DATASET EXTRACT START

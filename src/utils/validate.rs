use once_cell::sync::Lazy;
use regex::Regex;

static USERNAME_RE: Lazy<Regex> =
    Lazy::new(|| Regex::new(r"^[\p{L}\p{N}_.-]+$").expect("Invalid username regex"));

pub const USERNAME_MIN_LEN: usize = 3;
pub const USERNAME_MAX_LEN: usize = 32;
pub const PASSWORD_MIN_LEN: usize = 4;

pub fn validate_username(username: &str) -> Result<(), &'static str> {
    let len = username.chars().count();
    if !(USERNAME_MIN_LEN..=USERNAME_MAX_LEN).contains(&len) {
        return Err("Kullanıcı adı 3 ile 32 karakter arasında olmalıdır.");
    }
    // 仅允许字母、数字、下划线、连字符和点
    if !USERNAME_RE.is_match(username) {
        return Err("Kullanıcı adı yalnızca harf, rakam, '_', '-' ve '.' içerebilir.");
    }
    Ok(())
}

pub fn validate_password(password: &str) -> Result<(), &'static str> {
    if password.trim().is_empty() {
        return Err("Şifre boş olamaz.");
    }
    if password.chars().count() < PASSWORD_MIN_LEN {
        return Err("Şifre en az 4 karakter olmalıdır.");
    }
    Ok(())
}

/// 去除首尾空白，空串视为缺失
pub fn require_text(value: &str) -> Option<&str> {
    let trimmed = value.trim();
    (!trimmed.is_empty()).then_some(trimmed)
}

/// `Option<String>` 版本，用于可选字段
pub fn non_blank(value: Option<&str>) -> Option<String> {
    value.and_then(require_text).map(str::to_string)
}

#[cfg(test)]
mod tests {
    use super::*;

    #[test]
    fn test_valid_usernames() {
        assert!(validate_username("ali").is_ok());
        assert!(validate_username("ayse.yilmaz").is_ok());
        assert!(validate_username("ogr_2025-a").is_ok());
        assert!(validate_username("gülşen").is_ok());
        assert!(validate_username("öğrenci.çağrı").is_ok());
    }

    #[test]
    fn test_username_length() {
        assert!(validate_username("ab").is_err());
        assert!(validate_username(&"a".repeat(33)).is_err());
        assert!(validate_username(&"a".repeat(32)).is_ok());
    }

    #[test]
    fn test_username_charset() {
        assert!(validate_username("ali veli").is_err());
        assert!(validate_username("ali\tveli").is_err());
        assert!(validate_username("a@b.c").is_err());
    }

    #[test]
    fn test_password_rules() {
        assert!(validate_password("1234").is_ok());
        assert!(validate_password("123").is_err());
        assert!(validate_password("    ").is_err());
        assert!(validate_password("").is_err());
    }

    #[test]
    fn test_require_text() {
        assert_eq!(require_text("  Başlık "), Some("Başlık"));
        assert_eq!(require_text(" \n\t"), None);
        assert_eq!(non_blank(Some(" hoca ")), Some("hoca".to_string()));
        assert_eq!(non_blank(Some("  ")), None);
        assert_eq!(non_blank(None), None);
    }
}
pub mod analyzer;

pub mod auth;

pub mod chat;

pub mod exports;

pub mod frontend;

pub mod info;

pub mod messages;

pub mod projects;

pub mod system;

pub mod teacher;

pub mod users;

pub mod wizard;

pub use analyzer::configure_analyzer_routes;
pub use auth::configure_auth_routes;
pub use chat::configure_chat_routes;
pub use exports::configure_export_routes;
pub use frontend::configure_frontend_routes;
pub use info::configure_info_routes;
pub use messages::configure_message_routes;
pub use projects::configure_project_routes;
pub use system::configure_system_routes;
pub use teacher::configure_teacher_routes;
pub use users::configure_user_routes;
pub use wizard::configure_wizard_routes;

use actix_web::web;

/// 注册全部 `/api/v1` 路由（前端兜底路由需最后单独注册）
pub fn configure_api(cfg: &mut web::ServiceConfig) {
    cfg.configure(configure_auth_routes)
        .configure(configure_user_routes)
        .configure(configure_project_routes)
        .configure(configure_teacher_routes)
        .configure(configure_message_routes)
        .configure(configure_chat_routes)
        .configure(configure_wizard_routes)
        .configure(configure_analyzer_routes)
        .configure(configure_export_routes)
        .configure(configure_info_routes)
        .configure(configure_system_routes);
}
use serde::{Deserialize, Serialize};
use ts_rs::TS;

// 用户角色（与前端约定为大写字符串）
#[derive(Debug, Clone, Copy, Serialize, PartialEq, Eq, Hash, TS)]
#[serde(rename_all = "SCREAMING_SNAKE_CASE")]
#[ts(export, export_to = "../frontend/src/types/generated/user.ts")]
pub enum UserRole {
    Student, // 学生
    Teacher, // 指导教师
    Admin,   // 管理员
}

impl UserRole {
    pub const STUDENT: &'static str = "STUDENT";
    pub const TEACHER: &'static str = "TEACHER";
    pub const ADMIN: &'static str = "ADMIN";

    pub fn admin_roles() -> &'static [&'static UserRole] {
        &[&Self::Admin]
    }
    pub fn teacher_roles() -> &'static [&'static UserRole] {
        &[&Self::Teacher]
    }
    pub fn student_roles() -> &'static [&'static UserRole] {
        &[&Self::Student]
    }
    pub fn all_roles() -> &'static [&'static UserRole] {
        &[&Self::Student, &Self::Teacher, &Self::Admin]
    }

    /// 允许自助注册的角色
    pub fn can_self_register(&self) -> bool {
        matches!(self, UserRole::Student | UserRole::Teacher)
    }

    pub fn as_str(&self) -> &'static str {
        match self {
            UserRole::Student => Self::STUDENT,
            UserRole::Teacher => Self::TEACHER,
            UserRole::Admin => Self::ADMIN,
        }
    }
}

impl<'de> Deserialize<'de> for UserRole {
    fn deserialize<D>(deserializer: D) -> Result<Self, D::Error>
    where
        D: serde::Deserializer<'de>,
    {
        let s = String::deserialize(deserializer)?;
        s.parse().map_err(|_| {
            serde::de::Error::custom(format!(
                "Geçersiz rol: '{s}'. Desteklenen roller: STUDENT, TEACHER, ADMIN"
            ))
        })
    }
}

impl std::fmt::Display for UserRole {
    fn fmt(&self, f: &mut std::fmt::Formatter<'_>) -> std::fmt::Result {
        f.write_str(self.as_str())
    }
}

impl std::str::FromStr for UserRole {
    type Err = String;

    fn from_str(s: &str) -> Result<Self, Self::Err> {
        match s.to_ascii_uppercase().as_str() {
            Self::STUDENT => Ok(UserRole::Student),
            Self::TEACHER => Ok(UserRole::Teacher),
            Self::ADMIN => Ok(UserRole::Admin),
            _ => Err(format!("Invalid user role: {s}")),
        }
    }
}

// 用户实体
#[derive(Debug, Clone, Serialize, Deserialize, TS)]
#[ts(export, export_to = "../frontend/src/types/generated/user.ts")]
pub struct User {
    pub id: i64,
    pub username: String,
    #[serde(skip_serializing, default)] // 不序列化到JSON响应中
    #[ts(skip)]
    pub password_hash: String,
    pub role: UserRole,
    /// 学生的指导教师用户名
    pub advisor_username: Option<String>,
    pub last_login: Option<chrono::DateTime<chrono::Utc>>,
    pub created_at: chrono::DateTime<chrono::Utc>,
    pub updated_at: chrono::DateTime<chrono::Utc>,
}

impl User {
    // 生成 token 对（access + refresh）
    pub fn generate_token_pair(
        &self,
        refresh_token_expiry: Option<chrono::TimeDelta>,
    ) -> Result<crate::utils::jwt::TokenPair, String> {
        crate::utils::jwt::JwtUtils::generate_token_pair(
            self.id,
            self.role.as_str(),
            refresh_token_expiry,
        )
        .map_err(|e| format!("Token üretilemedi: {e}"))
    }

    /// 该学生是否由指定教师指导
    pub fn is_advised_by(&self, teacher_username: &str) -> bool {
        self.role == UserRole::Student
            && self.advisor_username.as_deref() == Some(teacher_username)
    }
}

#[cfg(test)]
mod tests {
    use super::*;

    #[test]
    fn test_role_parsing_is_case_insensitive() {
        assert_eq!("student".parse::<UserRole>(), Ok(UserRole::Student));
        assert_eq!("TEACHER".parse::<UserRole>(), Ok(UserRole::Teacher));
        assert!("guest".parse::<UserRole>().is_err());
    }

    #[test]
    fn test_role_serializes_uppercase() {
        let json = serde_json::to_string(&UserRole::Admin).expect("serializable");
        assert_eq!(json, "\"ADMIN\"");
        assert!(!UserRole::Admin.can_self_register());
        assert!(UserRole::Student.can_self_register());
    }

    #[test]
    fn test_password_hash_is_not_serialized() {
        let now = chrono::Utc::now();
        let user = User {
            id: 1,
            username: "ayse".into(),
            password_hash: "secret-hash".into(),
            role: UserRole::Student,
            advisor_username: Some("hoca".into()),
            last_login: None,
            created_at: now,
            updated_at: now,
        };
        let json = serde_json::to_string(&user).expect("serializable");
        assert!(!json.contains("secret-hash"));
        assert!(user.is_advised_by("hoca"));
        assert!(!user.is_advised_by("baska"));
    }
}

DATASET EXTRACT END

=== WORK TO BE COMPLETED ===
From the records above, give again exactly the lines running from the line with "pub mod teacher;" to the line with "cfg.configure(configure_auth_routes)", inclusive.

=== SOLVED EXERCISE ===
pub mod teacher;

pub mod users;

pub mod wizard;

pub use analyzer::configure_analyzer_routes;
pub use auth::configure_auth_routes;
pub use chat::configure_chat_routes;
pub use exports::configure_export_routes;
pub use frontend::configure_frontend_routes;
pub use info::configure_info_routes;
pub use messages::configure_message_routes;
pub use projects::configure_project_routes;
pub use system::configure_system_routes;
pub use teacher::configure_teacher_routes;
pub use users::configure_user_routes;
pub use wizard::configure_wizard_routes;

use actix_web::web;

/// 注册全部 `/api/v1` 路由（前端兜底路由需最后单独注册）
pub fn configure_api(cfg: &mut web::ServiceConfig) {
    cfg.configure(configure_auth_routes)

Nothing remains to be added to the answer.